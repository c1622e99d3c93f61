use std::borrow::Cow;

/// Converts the text from a classfile into utf8, converting if needed.
/// Classfiles use a modified cesu8 encoding for their text.
#[must_use]
pub fn convert_classfile_text(bytes: &[u8]) -> Cow<str> {
    cesu8::from_java_cesu8(bytes).unwrap_or_else(|_| String::from_utf8_lossy(bytes))
}

/// Internal form (`java/lang/String` or `Ljava/lang/String;`) to the
/// user-facing dotted form (`java.lang.String`).
#[must_use]
pub fn internal_to_user_format(name: &str) -> String {
    let name = name
        .strip_prefix('L')
        .and_then(|rest| rest.strip_suffix(';'))
        .unwrap_or(name);
    name.replace('/', ".")
}

/// User-facing dotted form back to the internal slashed form.
#[must_use]
pub fn user_to_internal_format(name: &str) -> String {
    name.replace('.', "/")
}

/// A class *file* name (`java/lang/String.class`, possibly dotted) to the
/// internal slashed form without the extension.
#[must_use]
pub fn class_filename_to_internal(name: &str) -> String {
    let name = name.strip_suffix(".class").unwrap_or(name);
    name.replace('.', "/")
}

/// Internal form to the on-disk class file name.
#[must_use]
pub fn internal_to_class_filename(name: &str) -> String {
    format!("{}.class", name)
}

#[cfg(test)]
mod tests {
    use super::{
        class_filename_to_internal, internal_to_class_filename, internal_to_user_format,
        user_to_internal_format,
    };

    #[test]
    fn user_format_round_trip() {
        for name in ["java/lang/String", "Main", "a/b/c/D"] {
            let user = internal_to_user_format(name);
            assert_eq!(user_to_internal_format(&user), name);
        }

        assert_eq!(
            internal_to_user_format("Ljava/lang/String;"),
            "java.lang.String"
        );
    }

    #[test]
    fn filename_round_trip() {
        for name in ["java/lang/String", "Main", "a/b/C"] {
            let file = internal_to_class_filename(name);
            assert_eq!(class_filename_to_internal(&file), name);
        }

        // Dotted names normalize on the way in
        assert_eq!(
            class_filename_to_internal("java.lang.String.class"),
            "java/lang/String"
        );
    }
}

**********

Requirement: Output the lines above verbatim and in full.

Result for this task:
repository c1622e99d3c93f61
use std::borrow::Cow;

/// Converts the text from a classfile into utf8, converting if needed.
/// Classfiles use a modified cesu8 encoding for their text.
#[must_use]
pub fn convert_classfile_text(bytes: &[u8]) -> Cow<str> {
    cesu8::from_java_cesu8(bytes).unwrap_or_else(|_| String::from_utf8_lossy(bytes))
}

/// Internal form (`java/lang/String` or `Ljava/lang/String;`) to the
/// user-facing dotted form (`java.lang.String`).
#[must_use]
pub fn internal_to_user_format(name: &str) -> String {
    let name = name
        .strip_prefix('L')
        .and_then(|rest| rest.strip_suffix(';'))
        .unwrap_or(name);
    name.replace('/', ".")
}

/// User-facing dotted form back to the internal slashed form.
#[must_use]
pub fn user_to_internal_format(name: &str) -> String {
    name.replace('.', "/")
}

/// A class *file* name (`java/lang/String.class`, possibly dotted) to the
/// internal slashed form without the extension.
#[must_use]
pub fn class_filename_to_internal(name: &str) -> String {
    let name = name.strip_suffix(".class").unwrap_or(name);
    name.replace('.', "/")
}

/// Internal form to the on-disk class file name.
#[must_use]
pub fn internal_to_class_filename(name: &str) -> String {
    format!("{}.class", name)
}

#[cfg(test)]
mod tests {
    use super::{
        class_filename_to_internal, internal_to_class_filename, internal_to_user_format,
        user_to_internal_format,
    };

    #[test]
    fn user_format_round_trip() {
        for name in ["java/lang/String", "Main", "a/b/c/D"] {
            let user = internal_to_user_format(name);
            assert_eq!(user_to_internal_format(&user), name);
        }

        assert_eq!(
            internal_to_user_format("Ljava/lang/String;"),
            "java.lang.String"
        );
    }

    #[test]
    fn filename_round_trip() {
        for name in ["java/lang/String", "Main", "a/b/C"] {
            let file = internal_to_class_filename(name);
            assert_eq!(class_filename_to_internal(&file), name);
        }

        // Dotted names normalize on the way in
        assert_eq!(
            class_filename_to_internal("java.lang.String.class"),
            "java/lang/String"
        );
    }
}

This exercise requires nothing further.